> **WHAT YOU NEED TO DO**
Lines from the line with "outside any book." to the line with "exists, defaults otherwise." in the entries below, and only those, must be output exactly, with both ends included.

> **DATA SUPPLIED**

+++++

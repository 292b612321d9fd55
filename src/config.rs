//! Configuration parsing.
//!
//! ```toml
//! [exchange]
//! version = 0
//! supported_versions = [0]
//!
//! [database]
//! location = "blueprints-db"
//! not_a_book_folder = "_not_a_book"
//! version_marker = "version.txt"
//!
//! [migration.renames]
//! "science-pack-1" = "automation-science-pack"
//! ```
//!
//! Every section and key is optional.

use serde::Deserialize;
use std::path::Path;

use crate::db::{BlueprintDb, DEFAULT_LOCATION, DEFAULT_UNGROUPED_FOLDER, DEFAULT_VERSION_MARKER};
use crate::exchange::{DEFAULT_EXCHANGE_VERSION, ExchangeCodec};
use crate::migrate::RenameTable;

/// Configuration loaded from a TOML file.
#[derive(Debug, Clone, Default, Deserialize)]
#[serde(default)]
pub struct Config {
    /// Exchange string settings.
    pub exchange: ExchangeConfig,
    /// Store layout.
    pub database: DatabaseConfig,
    /// Entity migration.
    pub migration: MigrationConfig,
}

/// Exchange string settings.
#[derive(Debug, Clone, Deserialize)]
#[serde(default)]
pub struct ExchangeConfig {
    /// Version character written by `generate`.
    pub version: u8,
    /// Versions accepted by `parse`.
    pub supported_versions: Vec<u8>,
}

impl Default for ExchangeConfig {
    fn default() -> Self {
        Self {
            version: DEFAULT_EXCHANGE_VERSION,
            supported_versions: vec![DEFAULT_EXCHANGE_VERSION],
        }
    }
}

/// Store layout.
#[derive(Debug, Clone, Deserialize)]
#[serde(default)]
pub struct DatabaseConfig {
    /// Root directory of the store.
    pub location: String,
    /// Folder for items outside any book.
    pub not_a_book_folder: String,
    /// Filename of the per-book version marker.
    pub version_marker: String,
}

impl Default for DatabaseConfig {
    fn default() -> Self {
        Self {
            location: DEFAULT_LOCATION.to_string(),
            not_a_book_folder: DEFAULT_UNGROUPED_FOLDER.to_string(),
            version_marker: DEFAULT_VERSION_MARKER.to_string(),
        }
    }
}

/// Entity migration.
#[derive(Debug, Clone, Default, Deserialize)]
#[serde(default)]
pub struct MigrationConfig {
    pub renames: RenameTable,
}

impl Config {
    /// Load configuration from a TOML file.
    pub fn from_file(path: impl AsRef<Path>) -> Result<Self, ConfigError> {
        let content = std::fs::read_to_string(path.as_ref())
            .map_err(|e| ConfigError::Io(path.as_ref().display().to_string(), e))?;
        Self::from_str(&content)
    }

    /// Parse configuration from a TOML string.
    pub fn from_str(content: &str) -> Result<Self, ConfigError> {
        toml::from_str(content).map_err(ConfigError::Parse)
    }

    /// Load `path` if it exists, defaults otherwise.
    pub fn load_or_default(path: impl AsRef<Path>) -> Result<Self, ConfigError> {
        if path.as_ref().exists() {
            Self::from_file(path)
        } else {
            Ok(Self::default())
        }
    }

    /// Codec built from the `[exchange]` section.
    pub fn codec(&self) -> ExchangeCodec {
        ExchangeCodec::new(
            self.exchange.version,
            self.exchange.supported_versions.iter().copied(),
        )
    }

    /// Store built from the `[database]` section.
    pub fn database(&self) -> BlueprintDb {
        BlueprintDb::new(&self.database.location)
            .with_ungrouped_folder(&self.database.not_a_book_folder)
            .with_version_marker(&self.database.version_marker)
    }
}

/// Configuration error.
#[derive(Debug)]
pub enum ConfigError {
    /// IO error reading config file.
    Io(String, std::io::Error),
    /// TOML parse error.
    Parse(toml::de::Error),
}

impl std::fmt::Display for ConfigError {
    fn fmt(&self, f: &mut std::fmt::Formatter<'_>) -> std::fmt::Result {
        match self {
            ConfigError::Io(path, e) => write!(f, "Failed to read config file '{}': {}", path, e),
            ConfigError::Parse(e) => write!(f, "Failed to parse config: {}", e),
        }
    }
}

impl std::error::Error for ConfigError {
    fn source(&self) -> Option<&(dyn std::error::Error + 'static)> {
        match self {
            ConfigError::Io(_, e) => Some(e),
            ConfigError::Parse(e) => Some(e),
        }
    }
}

+++++

> **OUTPUT FOR THIS EXERCISE**
    /// Folder for items outside any book.
    pub not_a_book_folder: String,
    /// Filename of the per-book version marker.
    pub version_marker: String,
}

impl Default for DatabaseConfig {
    fn default() -> Self {
        Self {
            location: DEFAULT_LOCATION.to_string(),
            not_a_book_folder: DEFAULT_UNGROUPED_FOLDER.to_string(),
            version_marker: DEFAULT_VERSION_MARKER.to_string(),
        }
    }
}

/// Entity migration.
#[derive(Debug, Clone, Default, Deserialize)]
#[serde(default)]
pub struct MigrationConfig {
    pub renames: RenameTable,
}

impl Config {
    /// Load configuration from a TOML file.
    pub fn from_file(path: impl AsRef<Path>) -> Result<Self, ConfigError> {
        let content = std::fs::read_to_string(path.as_ref())
            .map_err(|e| ConfigError::Io(path.as_ref().display().to_string(), e))?;
        Self::from_str(&content)
    }

    /// Parse configuration from a TOML string.
    pub fn from_str(content: &str) -> Result<Self, ConfigError> {
        toml::from_str(content).map_err(ConfigError::Parse)
    }

    /// Load `path` if it exists, defaults otherwise.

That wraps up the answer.